Prove that the solution for the equivalent system is the same as the solution for the original system of equations.

Answer 1

This is what i have so far.:
2. A system of equations is given below.
2x + 7y = 1
-3x – 4y = 5
a. Create an equivalent system of equations by replacing the first equation by multiplying the first equation by an integer other than 1, and adding it to the second equation.
2 x 3 + 7 x 3 = 3
6x + 21y = 3
+-3x -4y +5
3x + 17y = 8
b. Use any method to solve the equivalent system of equations (the new first equation with the original second equation). I used the substitution method and substituted x and y for 3.
c. Prove that the solution for the equivalent system is the same as the solution for the original system of equations.

Answer 2

only part C confuses me...

Answer 3

lemme get this straight,
these are the "orginal system"
2x + 7y = 1
-3x – 4y = 5

and the "equivalent system" is...?

Answer 4

when you have a solution, plug it into the original setup ....

Answer 5

yes..the equivalent equation is:
3x + 17y = 8

Answer 6

in order to see if x=7 is a solution to 3x=21 ... plug it in

in order to show that a solution of one thing is also a solution to another .... plug em in

Answer 7

So how do i solve part c?

Answer 8

@DemolisionWolf @amistre64

Answer 9

what is the solution to the equivalent eqauation?

Answer 10

C is simply stating ... check to make sure youre solution works.

Answer 11

A - Use an equivalent system
B - Solve the equivalent system
C - Make sure the solution works in the original setup.

Since you already have the solutions form B, .... see if they work

Answer 12

i used 3 to find my equivalent equation so i have to divide them all by 3 to see if it gives me my original equations solution?

Answer 13

2x + 7y = 1
-3x – 4y = 5


redo step A for me ... i cant read what youve posted.

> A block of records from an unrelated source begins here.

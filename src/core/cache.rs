//! Session cache for fetched account records
//!
//! `BlobCache` is a durable key/value store of raw bytes shared by every
//! host session. `HostCache` scopes keys by host and layers typed JSON
//! objects (with a `stored_at` timestamp) on top.
//!
//! # Directory Structure
//!
//! ```text
//! ~/.cache/hubauth/            # Linux
//! ~/Library/Caches/...hubauth/ # macOS
//! └── session/
//!     └── {host}_{key}.json
//! ```

use std::collections::HashMap;
use std::path::{Path, PathBuf};
use std::sync::{Arc, RwLock};

use async_trait::async_trait;
use chrono::{DateTime, Utc};
use serde::de::DeserializeOwned;
use serde::{Deserialize, Serialize};
use tracing::{debug, warn};

use crate::core::host_address::HostAddress;
use crate::error::{HubAuthError, Result};

/// Raw key/value cache
#[async_trait]
pub trait BlobCache: Send + Sync {
    /// Bytes stored under `key`; `HubAuthError::CacheMiss` when absent
    async fn get(&self, key: &str) -> Result<Vec<u8>>;

    /// Store bytes under `key`, replacing any previous value
    async fn insert(&self, key: &str, value: Vec<u8>) -> Result<()>;

    /// Remove `key`; removing a missing key is not an error
    async fn invalidate(&self, key: &str) -> Result<()>;
}

/// In-memory cache
#[derive(Default)]
pub struct MemoryBlobCache {
    entries: RwLock<HashMap<String, Vec<u8>>>,
}

impl MemoryBlobCache {
    pub fn new() -> Self {
        Self::default()
    }
}

#[async_trait]
impl BlobCache for MemoryBlobCache {
    async fn get(&self, key: &str) -> Result<Vec<u8>> {
        let entries = self
            .entries
            .read()
            .map_err(|e| HubAuthError::Config(format!("Cache lock poisoned: {}", e)))?;
        entries
            .get(key)
            .cloned()
            .ok_or_else(|| HubAuthError::CacheMiss(key.to_string()))
    }

    async fn insert(&self, key: &str, value: Vec<u8>) -> Result<()> {
        let mut entries = self
            .entries
            .write()
            .map_err(|e| HubAuthError::Config(format!("Cache lock poisoned: {}", e)))?;
        entries.insert(key.to_string(), value);
        Ok(())
    }

    async fn invalidate(&self, key: &str) -> Result<()> {
        let mut entries = self
            .entries
            .write()
            .map_err(|e| HubAuthError::Config(format!("Cache lock poisoned: {}", e)))?;
        entries.remove(key);
        Ok(())
    }
}

/// File-backed cache, one file per key
pub struct FileBlobCache {
    dir: PathBuf,
}

impl FileBlobCache {
    /// Create a cache rooted at `dir` (created on first write)
    pub fn new(dir: impl Into<PathBuf>) -> Self {
        Self { dir: dir.into() }
    }

    /// Directory holding the cache files
    pub fn dir(&self) -> &Path {
        &self.dir
    }

    fn path_for(&self, key: &str) -> PathBuf {
        let file_name: String = key
            .chars()
            .map(|c| {
                if c.is_ascii_alphanumeric() || c == '-' || c == '.' {
                    c
                } else {
                    '_'
                }
            })
            .collect();
        self.dir.join(format!("{}.json", file_name))
    }
}

#[async_trait]
impl BlobCache for FileBlobCache {
    async fn get(&self, key: &str) -> Result<Vec<u8>> {
        let path = self.path_for(key);
        match tokio::fs::read(&path).await {
            Ok(bytes) => Ok(bytes),
            Err(e) if e.kind() == std::io::ErrorKind::NotFound => {
                Err(HubAuthError::CacheMiss(key.to_string()))
            }
            Err(e) => Err(e.into()),
        }
    }

    async fn insert(&self, key: &str, value: Vec<u8>) -> Result<()> {
        tokio::fs::create_dir_all(&self.dir).await?;

        // Write to a temp file then rename so readers never see a partial entry
        let path = self.path_for(key);
        let tmp = path.with_extension("json.tmp");
        tokio::fs::write(&tmp, &value).await?;
        tokio::fs::rename(&tmp, &path).await?;

        debug!(path = %path.display(), "Wrote cache entry");
        Ok(())
    }

    async fn invalidate(&self, key: &str) -> Result<()> {
        match tokio::fs::remove_file(self.path_for(key)).await {
            Ok(()) => Ok(()),
            Err(e) if e.kind() == std::io::ErrorKind::NotFound => Ok(()),
            Err(e) => Err(e.into()),
        }
    }
}

/// Cached object with metadata
#[derive(Debug, Clone, Serialize, Deserialize)]
pub struct CachedObject<T> {
    pub value: T,
    /// When the object was cached
    pub stored_at: DateTime<Utc>,
}

/// Typed view of a shared `BlobCache`, scoped to one host
#[derive(Clone)]
pub struct HostCache {
    inner: Arc<dyn BlobCache>,
    scope: String,
}

impl HostCache {
    pub fn new(inner: Arc<dyn BlobCache>, host: &HostAddress) -> Self {
        Self {
            inner,
            scope: host.credential_key(),
        }
    }

    /// Prefix shared by every key of this host
    pub fn scope(&self) -> &str {
        &self.scope
    }

    fn scoped_key(&self, key: &str) -> String {
        format!("{}/{}", self.scope, key)
    }

    /// Fetch and decode an object; `CacheMiss` when absent
    ///
    /// An entry that no longer decodes is dropped and reported as a miss.
    pub async fn get_object<T: DeserializeOwned>(&self, key: &str) -> Result<T> {
        Ok(self.get_entry(key).await?.value)
    }

    /// Fetch an object together with its `stored_at` timestamp
    pub async fn get_entry<T: DeserializeOwned>(&self, key: &str) -> Result<CachedObject<T>> {
        let scoped = self.scoped_key(key);
        let bytes = match self.inner.get(&scoped).await {
            Ok(bytes) => bytes,
            Err(HubAuthError::CacheMiss(_)) => return Err(HubAuthError::CacheMiss(key.to_string())),
            Err(e) => return Err(e),
        };

        match serde_json::from_slice::<CachedObject<T>>(&bytes) {
            Ok(entry) => Ok(entry),
            Err(e) => {
                warn!(key = %scoped, error = %e, "Dropping undecodable cache entry");
                self.inner.invalidate(&scoped).await?;
                Err(HubAuthError::CacheMiss(key.to_string()))
            }
        }
    }

    /// Encode and store an object under `key`
    pub async fn insert_object<T: Serialize>(&self, key: &str, value: &T) -> Result<()> {
        let entry = CachedObject {
            value,
            stored_at: Utc::now(),
        };
        let bytes = serde_json::to_vec(&entry)?;
        self.inner.insert(&self.scoped_key(key), bytes).await
    }

    /// Remove `key` for this host
    pub async fn invalidate_object(&self, key: &str) -> Result<()> {
        self.inner.invalidate(&self.scoped_key(key)).await
    }
}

It looks like equation 1 was multiplied by 3; but what did you to to equation 2?

Answer 14

Nothing...was i supposed to do something to it?

Answer 15

dunno, these instructions are a bit looney

Multiply the first equation ...

2x + 7y = 1
6x + 21y = 3

and add it to the second equations

6x + 21y = 3
-3x – 4y = 5
--------------
3x + 17y = 8


now we have an equivalent setup

6x + 21y = 3
3x + 17y = 8

which it says to solve by your favorite method .... which seems like an awful lot of extra work to me

Answer 16

if we eliminate, multiply the bottom by -2

6x + 21y = 3
-6x -34y = -16
----------------
-13y = -13

y = 1

replace y by 1

6x + 21(1) = 3

solve for x

6x = -18 ; x = -3

so, is x=-3, and y=1 a solution to the original setup of

2x + 7y = 1
6x + 21y = 3

Answer 17

ohh ok...makes sense.

Answer 18

copied the wrong "original" ...

2x + 7y = 1
-3x – 4y = 5

see if they work in that setup .... also known as double checking your results

Answer 19

thank you for your trouble :)

Answer 20

wait what is the answer to c?!?!

Answer 21

@undeadknight26

Answer 22

this isnt a free answering service .... what about the process did you not get?